The Beryciformes /'bɛrᵻsᵻfɔːrmiːz/ are a poorly-understood order of carnivorous ray-finned fishes consisting of 7 families, 30 genera, and 161 species. They feed on small fish and invertebrates. Beyond this, little is known about the biology of most member species because of their nocturnal habits and deepwater habitats.

All beryciform species are marine and most live in tropical to temperate, deepwater environments. Most live on the continental shelf and continental slope, with some species being found as deep as 2000 m. Some species move closer to the surface at night, while others live entirely in shallow water and are nocturnal, hiding in rock crevices and caves during the day. Several species are mesopelagic and bathypelagic. Beryciformes' bodies are deep and mildly compressed, typically with large eyes that help them see in darker waters. Colors range from red to yellow and brown to black, and sizes range from 8–61 cm. Member genera include the alfonsinos, squirrelfishes, pricklefishes, and whalefishes. A number of member species are caught commercially, including the alfonsino and the splendid alfonsino.

==Taxonomy==
Beryciforms first appeared during the Late Cretaceous period and have survived to today in relative abundance. They are considered the most primitive order in Acanthopterygii, and as such are split off at the base of the cladogram below from the rest of the member orders.
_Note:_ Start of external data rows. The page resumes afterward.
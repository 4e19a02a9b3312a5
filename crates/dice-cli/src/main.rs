//! dice - scanning and classification engine for network reconnaissance.

use std::path::PathBuf;
use std::process::ExitCode;

use clap::{Parser, Subcommand};
use dice_core::config::{PathOverrides, StandardPaths, UNSET};
use tracing_subscriber::EnvFilter;
use tracing_subscriber::layer::SubscriberExt;
use tracing_subscriber::util::SubscriberInitExt;

mod commands;

/// dice - scanning and classification engine
#[derive(Parser, Debug)]
#[command(name = "dice")]
#[command(version, about, long_about = None)]
struct Cli {
    /// Data directory (`-` resolves via XDG_DATA_HOME)
    #[arg(long, default_value = UNSET)]
    data_dir: String,

    /// State directory (`-` resolves via XDG_STATE_HOME)
    #[arg(long, default_value = UNSET)]
    state_dir: String,

    /// Config directory (`-` resolves via XDG_CONFIG_HOME)
    #[arg(long, default_value = UNSET)]
    config_dir: String,

    /// Application name used in standard paths
    #[arg(long, default_value = UNSET)]
    app_name: String,

    /// Log level (trace, debug, info, warn, error)
    #[arg(long, default_value = "warn")]
    log_level: String,

    #[command(subcommand)]
    command: Commands,
}

#[derive(Subcommand, Debug)]
enum Commands {
    /// Initialize a DICE project in a directory
    Init {
        /// Project root (defaults to the current directory)
        path: Option<PathBuf>,

        /// Project name (defaults to the directory name)
        #[arg(long)]
        name: Option<String>,
    },

    /// Manage signatures
    #[command(subcommand)]
    Signature(SignatureCommands),

    /// Manage modules
    #[command(subcommand)]
    Module(ModuleCommands),

    /// Manage projects
    #[command(subcommand)]
    Projects(ProjectCommands),

    /// Orchestrate a scan: identify, classify, and scan
    Scan(RunArgs),

    /// Classify previously collected results (no scanner)
    #[command(alias = "cls")]
    Classify(RunArgs),
}

#[derive(Subcommand, Debug)]
enum SignatureCommands {
    /// Parse and register signature files from the signatures directory
    Add {
        /// Name globs, `*`/`?` supported
        #[arg(default_values_t = [String::from("*")])]
        globs: Vec<String>,
    },
    /// Remove registered signatures
    Remove {
        #[arg(required = true)]
        globs: Vec<String>,
    },
    /// List registered signatures
    List {
        #[arg(default_values_t = [String::from("*")])]
        globs: Vec<String>,
    },
}

#[derive(Subcommand, Debug)]
enum ModuleCommands {
    /// Hash and register module executables from the modules directory
    Add {
        #[arg(default_values_t = [String::from("*")])]
        globs: Vec<String>,
    },
    /// Remove registered modules
    Remove {
        #[arg(required = true)]
        globs: Vec<String>,
    },
    /// List registered modules
    List {
        #[arg(default_values_t = [String::from("*")])]
        globs: Vec<String>,
    },
}

#[derive(Subcommand, Debug)]
enum ProjectCommands {
    /// List registered projects
    List {
        #[arg(default_values_t = [String::from("*")])]
        globs: Vec<String>,
    },
}

/// Shared flags of `scan` and `classify`.
#[derive(clap::Args, Debug)]
pub(crate) struct RunArgs {
    /// Targets to seed the run with
    pub(crate) targets: Vec<String>,

    /// Signatures to load (default: all)
    #[arg(short = 'S', long = "signature", default_values_t = [String::from("*")])]
    pub(crate) signatures: Vec<String>,

    /// Bare modules to load as entry points
    #[arg(short = 'M', long = "module")]
    pub(crate) modules: Vec<String>,

    /// Source file globs under the workspace
    #[arg(short = 's', long = "source")]
    pub(crate) sources: Vec<String>,

    /// Project to run in (`-` uses the discovered project)
    #[arg(long, default_value = UNSET)]
    pub(crate) project: String,

    /// Study within the project (`-` means none)
    #[arg(long, default_value = UNSET)]
    pub(crate) study: String,
}

fn main() -> ExitCode {
    let cli = Cli::parse();

    let filter = EnvFilter::try_new(&cli.log_level).unwrap_or_else(|_| EnvFilter::new("warn"));
    tracing_subscriber::registry()
        .with(filter)
        .with(tracing_subscriber::fmt::layer().with_target(false))
        .init();

    let paths = StandardPaths::resolve(&PathOverrides {
        app_name: cli.app_name.clone(),
        config_home: cli.config_dir.clone(),
        state_home: cli.state_dir.clone(),
        data_home: cli.data_dir.clone(),
    });

    let result = match cli.command {
        Commands::Init { path, name } => commands::init::run(&paths, path.as_deref(), name.as_deref()),
        Commands::Signature(cmd) => match cmd {
            SignatureCommands::Add { globs } => commands::signature::add(&paths, &globs),
            SignatureCommands::Remove { globs } => commands::signature::remove(&paths, &globs),
            SignatureCommands::List { globs } => commands::signature::list(&paths, &globs),
        },
        Commands::Module(cmd) => match cmd {
            ModuleCommands::Add { globs } => commands::module::add(&paths, &globs),
            ModuleCommands::Remove { globs } => commands::module::remove(&paths, &globs),
            ModuleCommands::List { globs } => commands::module::list(&paths, &globs),
        },
        Commands::Projects(cmd) => match cmd {
            ProjectCommands::List { globs } => commands::project::list(&paths, &globs),
        },
        Commands::Scan(args) => commands::run::run(&paths, &args, dice_engine::Actions::all()),
        Commands::Classify(args) => {
            commands::run::run(&paths, &args, dice_engine::Actions::classify_only())
        }
    };

    match result {
        Ok(()) => ExitCode::SUCCESS,
        Err(err) => {
            eprintln!("dice: {err}");
            #[allow(clippy::cast_sign_loss, clippy::cast_possible_truncation)]
            ExitCode::from(err.exit_code() as u8)
        }
    }
}

#[cfg(test)]
mod tests {
    use super::*;

    #[test]
    fn test_scan_flags() {
        let cli = Cli::try_parse_from([
            "dice", "scan", "1.2.3.4", "-S", "sweep", "-M", "banner", "-s", "*.json",
            "--project", "coin",
        ])
        .unwrap();
        match cli.command {
            Commands::Scan(args) => {
                assert_eq!(args.targets, vec!["1.2.3.4"]);
                assert_eq!(args.signatures, vec!["sweep"]);
                assert_eq!(args.modules, vec!["banner"]);
                assert_eq!(args.sources, vec!["*.json"]);
                assert_eq!(args.project, "coin");
                assert_eq!(args.study, UNSET);
            }
            other => panic!("expected scan, got {other:?}"),
        }
    }

    #[test]
    fn test_signatures_default_to_all() {
        let cli = Cli::try_parse_from(["dice", "scan", "10.0.0.1"]).unwrap();
        match cli.command {
            Commands::Scan(args) => assert_eq!(args.signatures, vec!["*"]),
            other => panic!("expected scan, got {other:?}"),
        }
    }

    #[test]
    fn test_classify_alias() {
        let cli = Cli::try_parse_from(["dice", "cls", "10.0.0.1"]).unwrap();
        assert!(matches!(cli.command, Commands::Classify(_)));
    }

    #[test]
    fn test_signature_list_defaults() {
        let cli = Cli::try_parse_from(["dice", "signature", "list"]).unwrap();
        match cli.command {
            Commands::Signature(SignatureCommands::List { globs }) => {
                assert_eq!(globs, vec!["*"]);
            }
            other => panic!("expected signature list, got {other:?}"),
        }
    }

    #[test]
    fn test_remove_requires_globs() {
        assert!(Cli::try_parse_from(["dice", "module", "remove"]).is_err());
    }
}
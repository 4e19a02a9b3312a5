//! Error types shared across the engine.

use thiserror::Error;

use crate::model::Id;
use crate::parser::ParseError;

/// Convenience alias used throughout the workspace.
pub type Result<T> = std::result::Result<T, Error>;

/// Everything that can go wrong between staging and teardown.
#[derive(Debug, Error)]
#[non_exhaustive]
pub enum Error {
    /// The signature DSL was malformed.
    #[error(transparent)]
    Parse(#[from] ParseError),

    /// Graph compilation found a cycle.
    #[error("signature '{signature}' contains a cycle{}", node.map(|n| format!(" at node {n}")).unwrap_or_default())]
    Cycle {
        signature: String,
        node: Option<Id>,
    },

    /// A node names a parent, module, or signature that is not staged.
    #[error("unresolved reference '{name}' in signature '{signature}'")]
    UnresolvedReference { signature: String, name: String },

    /// Signature or module name collision during staging.
    #[error("duplicate {kind} name '{name}'")]
    DuplicateName { kind: &'static str, name: String },

    /// A persistence operation failed.
    #[error("store operation '{op}' failed: {message}")]
    Store { op: &'static str, message: String },

    /// Launching a plugin process failed.
    #[error("module '{module}' failed to start: {message}")]
    PluginStartup { module: String, message: String },

    /// The plugin is dead or busy; dispatches to it fail fast.
    #[error("module '{module}' unavailable: {reason}")]
    PluginUnavailable { module: String, reason: String },

    /// A plugin call exceeded its deadline and the process was killed.
    #[error("module '{module}' timed out after {seconds}s")]
    PluginTimeout { module: String, seconds: u64 },

    /// The plugin did not complete the magic-cookie handshake.
    #[error("module '{module}' handshake failed: {message}")]
    PluginHandshake { module: String, message: String },

    /// The module's handler reported a failure. The plugin process itself is
    /// still healthy.
    #[error("module '{module}' failed: {message}")]
    Module { module: String, message: String },

    /// A subscriber returned an error while processing an emitted event.
    #[error("event delivery failed: {0}")]
    BusDelivery(Box<Error>),

    /// Entity lookup miss, by id or by name.
    #[error("{kind} {what} not found")]
    NotFound { kind: &'static str, what: String },

    /// I/O outside the stores.
    #[error("I/O error: {0}")]
    Io(#[from] std::io::Error),

    /// Wire-level protocol violation.
    #[error("protocol error: {0}")]
    Protocol(String),
}

impl Error {
    /// Shorthand for store failures.
    pub fn store(op: &'static str, err: impl std::fmt::Display) -> Self {
        Self::Store {
            op,
            message: err.to_string(),
        }
    }

    /// Shorthand for lookup misses.
    pub fn not_found(kind: &'static str, what: impl std::fmt::Display) -> Self {
        Self::NotFound {
            kind,
            what: what.to_string(),
        }
    }

    /// Whether the error originated at the plugin boundary.
    #[must_use]
    pub const fn is_plugin(&self) -> bool {
        matches!(
            self,
            Self::PluginStartup { .. }
                | Self::PluginUnavailable { .. }
                | Self::PluginTimeout { .. }
                | Self::PluginHandshake { .. }
                | Self::Module { .. }
        )
    }

    /// Process exit code for the CLI: 1 user/config, 2 I/O or database,
    /// 3 plugin.
    #[must_use]
    pub fn exit_code(&self) -> i32 {
        match self {
            Self::BusDelivery(inner) => inner.exit_code(),
            e if e.is_plugin() => 3,
            Self::Store { .. } | Self::Io(_) | Self::Protocol(_) => 2,
            _ => 1,
        }
    }
}

#[cfg(test)]
mod tests {
    use super::*;

    #[test]
    fn test_cycle_display() {
        let err = Error::Cycle {
            signature: "outer".to_string(),
            node: None,
        };
        assert_eq!(err.to_string(), "signature 'outer' contains a cycle");

        let err = Error::Cycle {
            signature: "outer".to_string(),
            node: Some(Id(9)),
        };
        assert_eq!(
            err.to_string(),
            "signature 'outer' contains a cycle at node 9"
        );
    }

    #[test]
    fn test_exit_codes() {
        assert_eq!(
            Error::DuplicateName {
                kind: "signature",
                name: "x".into()
            }
            .exit_code(),
            1
        );
        assert_eq!(Error::store("add_host", "disk full").exit_code(), 2);
        assert_eq!(
            Error::PluginTimeout {
                module: "banner".into(),
                seconds: 30
            }
            .exit_code(),
            3
        );
        let wrapped = Error::BusDelivery(Box::new(Error::PluginUnavailable {
            module: "banner".into(),
            reason: "dead".into(),
        }));
        assert_eq!(wrapped.exit_code(), 3);
    }

    #[test]
    fn test_is_plugin() {
        assert!(Error::PluginHandshake {
            module: "m".into(),
            message: "bad cookie".into()
        }
        .is_plugin());
        assert!(!Error::store("get_host", "locked").is_plugin());
    }
}
//! `dice scan` / `dice classify` - compose components and run.

use dice_core::config::{Config, PROJECT_MARKER, StandardPaths, UNSET, find_project_root};
use dice_core::error::{Error, Result};
use dice_core::model::{Id, Project, Source};
use dice_engine::{Actions, Engine};
use tracing::info;

use crate::RunArgs;

pub fn run(paths: &StandardPaths, args: &RunArgs, actions: Actions) -> Result<()> {
    paths.init()?;
    let mut config = Config::new(paths.clone());
    select_project(&mut config, args)?;

    let mut engine = Engine::open(config)?;
    engine.stage_modules(&args.modules)?;
    engine.stage_signatures(&args.signatures)?;
    engine.compose(actions)?;

    let mut sources = if args.sources.is_empty() {
        Vec::new()
    } else {
        engine.find_sources(&args.sources)?
    };
    if !args.targets.is_empty() {
        sources.push(Source::from_targets(&args.targets).map_err(|e| Error::Store {
            op: "encode_targets",
            message: e.to_string(),
        })?);
    }
    if sources.is_empty() {
        return Err(Error::not_found("source", "any (give targets or -s globs)"));
    }

    let result = engine.run(sources);
    engine.teardown();

    if result.is_ok() {
        let journal = engine.journal();
        info!(events = journal.len(), "run complete");
        println!("processed {} event(s)", journal.len());
    }
    result
}

/// Resolves `--project` / `--study` into the run configuration.
///
/// `-` discovers the enclosing project by walking up to a `.dice` marker;
/// `.` pins the current directory without registration; a name looks the
/// project up in the store.
fn select_project(config: &mut Config, args: &RunArgs) -> Result<()> {
    let store = dice_engine::store::open(&config.data_dir().join("projects.db"))?;
    dice_engine::store::ProjectStore::init_schema(&store.lock().expect("fresh connection"))
        .map_err(|e| Error::store("init_schema", e))?;
    let projects = dice_engine::store::ProjectStore::new(store);

    match args.project.as_str() {
        UNSET => {
            let cwd = std::env::current_dir()?;
            if let Some(root) = find_project_root(&cwd) {
                info!(root = %root.display(), "discovered project root");
                config.project = Some(Project {
                    id: Id::ZERO,
                    name: root
                        .file_name()
                        .and_then(|s| s.to_str())
                        .unwrap_or("project")
                        .to_string(),
                    path: root.to_string_lossy().into_owned(),
                });
            }
        }
        "." => {
            let cwd = std::env::current_dir()?;
            config.project = Some(Project {
                id: Id::ZERO,
                name: ".".to_string(),
                path: cwd.to_string_lossy().into_owned(),
            });
        }
        name => {
            let project = projects
                .project_by_name(name)?
                .ok_or_else(|| Error::not_found("project", name))?;
            config.project = Some(project);
        }
    }

    if args.study.as_str() != UNSET {
        let project = config
            .project
            .as_ref()
            .ok_or_else(|| Error::not_found("project", "any (studies need a project)"))?;
        let study = match projects.study_by_name(project.id, &args.study)? {
            Some(study) => study,
            None => {
                // First use of a study creates its directory on the fly.
                let path = std::path::Path::new(&project.path).join(&args.study);
                std::fs::create_dir_all(&path)?;
                projects.add_study(&dice_core::model::Study {
                    id: Id::ZERO,
                    project_id: project.id,
                    name: args.study.clone(),
                    path: path.to_string_lossy().into_owned(),
                })?
            }
        };
        config.study = Some(study);
    }

    // Named projects must carry the marker; discovered and ad-hoc ones
    // already proved theirs.
    if let Some(project) = &config.project {
        if project.id != Id::ZERO {
            let marker = std::path::Path::new(&project.path).join(PROJECT_MARKER);
            if !marker.exists() {
                return Err(Error::not_found("project marker", marker.display()));
            }
        }
    }
    Ok(())
}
Beryciforms are distinguished by having 18–19 caudal fin rays, as opposed to percomorphs, which have 17. Having fewer caudal fin rays is considered a sign of a more recently evolved species among fish.

=== Classification ===
The following classification is based on Eschmeyer's Catalog of Fishes:

- Order Beryciformes
  - Suborder Holocentroidei
    - Family Holocentridae Bonaparte, 1833 (soldierfishes & squirrelfishes)
  - Suborder Berycoidei
    - Family Berycidae Lowe, 1839 (alfonsinos & nannygais)
    - Family Melamphaidae Gill, 1893 (bigscale fishes)
  - Suborder Stephanoberycoidei
    - Family Stephanoberycidae Gill, 1884 (pricklefishes)
    - Family Hispidoberycidae Kotlyar, 1981 (spiny-scale pricklefishes)
    - Family Gibberichthyidae Parr, 1933 (gibberfishes)
    - Family Rondeletiidae Goode & Bean, 1895 (redmouth whalefishes)
    - Family Barbourisiidae Parr, 1945 (red/velvet whalefishes)
    - Family Cetomimidae Goode & Bean, 1895 (flabby whalefishes)
The following fossil families are also known:
- Suborder Holocentroidei
  - Family †Tenuicentridae Gayet, 1982
  - Family †Caproberycidae Patterson, 1967
- Suborder Berycoidei
  - Family †Quaesitoberycidae Bannikov & Sorbini, 2005

In the past, the Trachichthyiformes and Polymixiiformes were also placed within this order. However, such a classification is now known to be paraphyletic.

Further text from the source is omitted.